There is no other way to explain this phenomenon than thus - it is state terrorism. An indiscriminate weapon whose sole purpose is to terrify the entire Palestinian population.

So there you have it. Another intensive journey through an intense land. It will take some time to adequately begin to assess my first impressions of Occupied Palestine. Be that as it may, one thing is already clear. For me, this is not the end of the journey. No. It's just the beginning.

Wednesday, September 28, 2005

Just north of the Egyptian border

Rafah is as frontline as Palestinian cities get. To the immediate south is the border with Egypt, a border which partitioned Rafah and its population into two cities.
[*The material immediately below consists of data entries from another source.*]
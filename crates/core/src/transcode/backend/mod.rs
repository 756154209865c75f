//! Interchangeable [`VideoProcessor`] implementations.

mod direct;
mod encoder_cli;

pub use direct::{DirectCommands, DirectProcessBackend};
pub use encoder_cli::{EncoderCliBackend, SidecarCommands};

use std::sync::Arc;
use tracing::info;

use super::capabilities::{CapabilityProber, CodecProbeCache};
use super::config::{BackendKind, TranscoderConfig, VideoProcessingConfig};
use super::probe::{FfprobeProber, MediaProber};
use super::process::{ProcessRunner, TokioProcessRunner};
use super::traits::VideoProcessor;

/// Builds the backend selected by `transcoder.backend` on real subprocesses.
pub fn create_processor(
    transcoder: &TranscoderConfig,
    processing: VideoProcessingConfig,
) -> Arc<dyn VideoProcessor> {
    let runner: Arc<dyn ProcessRunner> = Arc::new(TokioProcessRunner::new(transcoder.timeout_secs));
    let prober: Arc<dyn MediaProber> = Arc::new(FfprobeProber::new(
        runner.clone(),
        transcoder.ffprobe_path.clone(),
    ));
    build_processor(runner, prober, CodecProbeCache::global(), transcoder, processing)
}

/// Builds the selected backend from explicit collaborators.
pub fn build_processor(
    runner: Arc<dyn ProcessRunner>,
    prober: Arc<dyn MediaProber>,
    cache: Arc<CodecProbeCache>,
    transcoder: &TranscoderConfig,
    processing: VideoProcessingConfig,
) -> Arc<dyn VideoProcessor> {
    let capabilities =
        CapabilityProber::new(runner.clone(), transcoder.ffmpeg_path.clone(), cache);

    info!(backend = transcoder.backend.as_str(), "Creating video processor");
    match transcoder.backend {
        BackendKind::DirectProcess => Arc::new(DirectProcessBackend::new(
            runner,
            prober,
            capabilities,
            transcoder,
            processing,
        )),
        BackendKind::EncoderCli => Arc::new(EncoderCliBackend::new(
            runner,
            prober,
            capabilities,
            transcoder,
            processing,
        )),
    }
}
Many people in Rafah have relatives - cousins, aunties, brothers, parents - who live on either the Egypitan or Gazan side. For a brief time during the Israeli disengagement last week these relatives could greet each other in person for the first time in over 3 decades. Now the border has been closed by Israel again. The city was partitioned after the 1967 war when previously Egypt-occupied Gaza fell into Israeli hands. As in the photo above, Rafah is crowded with buildings, many peppered with American-made Israeli bullets.
Most of the border is straddled by a giant metal wall. The wall was constructed by the Israelis, ostensibly on the grounds of security, thanks to Egypitan steel. Who says Arabs and Jews don't cooperate?
This used to be a tunnel between the Gaza Strip and Egypt. It was used to smuggle a range of goods, from tax free items to guns and illicit drugs.
This is Anees, one of the friendliest, most welcoming people I have ever met. Although he is only 20 he speaks and acts as though he was much older. Obviously he has seen a lot. He spoke at length about the oppressive nature of the Strip. That although the settlements were now gone, and Gazans could travel freely within the Strip (previously three checkpoints within the Strip meant that most could not leave their town or village) life was still difficult.Ruins of houses demolished by the Israelis, usually on the grounds that they harboured militants or were the houses of suicide bombers, are everywhere. The one pictureed above is right next to Anees' house.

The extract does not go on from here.